Understanding of standard 10th math was sufficient for the MBA, as well as a general level of current affairs awareness. You should read a financial newspaper regularly. âYou don’t have to understand everything. Even I don’t understand everything. But you have to be aware of what’s going on, âhe said.
âSome IIMs offer five-year liberal arts programs. IIT Madras has it, and IIT Mumbai is launching one. The most exciting careers these days don’t seem to be in STEM, but in the humanities. Some students may be clear about what they want and some may not. If you’re not clear, that’s okay. Things are changing and you will understand in a few years, âhe said.
Professor Jose found that an engineering degree before the MBA was not really helpful. âSome people go to IIT before coming to IIM according to their parents’ wishes. But all education helps our ability to think logically and clearly, and nothing is really wasted, âhe said.
He gave the example of a brilliant MBA student who deliberately failed interviews when he wanted to pursue a career in music.
âBesides educating yourself, you should try to educate your parents about your passion,â he said. âHowever, all passions must be tested to accompany talents. We all need to check the reality out and see if there is a real talent to go with passion. Otherwise, it’s not a good idea to make a career out of it, âhe said.
Scores from previous exams like 10th and 12th were important as breeders seek consistency in academic performance.
âIt shows the focus and work ethic of school days. But if your past scores aren’t good, you can always reverse them, âhe said.

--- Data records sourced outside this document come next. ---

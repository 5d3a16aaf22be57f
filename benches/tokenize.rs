//! Throughput benchmark for the tokenizer engine.

use std::hint::black_box;

use blitzlight::languages;
use criterion::{criterion_group, criterion_main, Criterion};

const BLITZMAX_SNIPPET: &str = r#"SuperStrict

Type TEntity
	Field x:Float, y:Float
	Field name$

	Method Move(dx:Float, dy:Float)
		x = x + dx
		y = y + dy
	End Method
End Type

Function Main:Int()
	Local e:TEntity = New TEntity
	Local mask = %1010 | $ff
	Print "moving"
	Return 0
End Function
"#;

const MONKEY_SNIPPET: &str = r#"Strict

Class Actor Extends Node
	Field links:List<Actor>

	Method Step:Void()
		For Local other:Actor = EachIn links
			other.Poke()
		Next
	End
End
"#;

fn bench_tokenize(c: &mut Criterion) {
    let blitzmax = BLITZMAX_SNIPPET.repeat(64);
    let monkey = MONKEY_SNIPPET.repeat(64);

    c.bench_function("tokenize_blitzmax", |b| {
        b.iter(|| languages::BLITZMAX.tokenize(black_box(&blitzmax)).count())
    });
    c.bench_function("tokenize_monkey", |b| {
        b.iter(|| languages::MONKEY.tokenize(black_box(&monkey)).count())
    });
}

criterion_group!(benches, bench_tokenize);
criterion_main!(benches);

A BSc (Agriculture) followed by an MBA is a good combination as agricultural industries need managers. But the agriculture degree didn’t put anyone at a disadvantage, he said. Luck and position matter in life, but hard work matters most, he thought. âLeaving a good school gives you a first advantage, in the form of better internships and better networks. But what matters is performance, âhe said.
He recognized the disconnect between business leaders when it comes to concern for the environment and the continued destruction of the environment driven by consumerism. âA good deal comes from concern for the environment. Now there are a lot of companies based on green energy and sustainable development, âhe said.
He pointed out that there are great schools in India and terrible ones abroad, and students shouldn’t be flying just for fun. âOur best IIMs are harder to integrate than at Harvard,â he said.
The Indian MBA is cost effective because it can be completed at 1 / 20th the cost of an overseas MBA, he said.
âAbroad, students have greater visibility and professors are better connected with companies and laboratories. But our situation is improving, âhe said.
MDIs do not feature frequently in international assessments of educational institutions because “grading is a game, and some people do everything they can to stay on top.” But IIMs don’t pay much attention to it â.
“We should probably play better, but not be motivated by it,” he said.
He clarified that his views on some issues relating to management training and IIMs are his own and do not reflect the official opinion of IIM-B.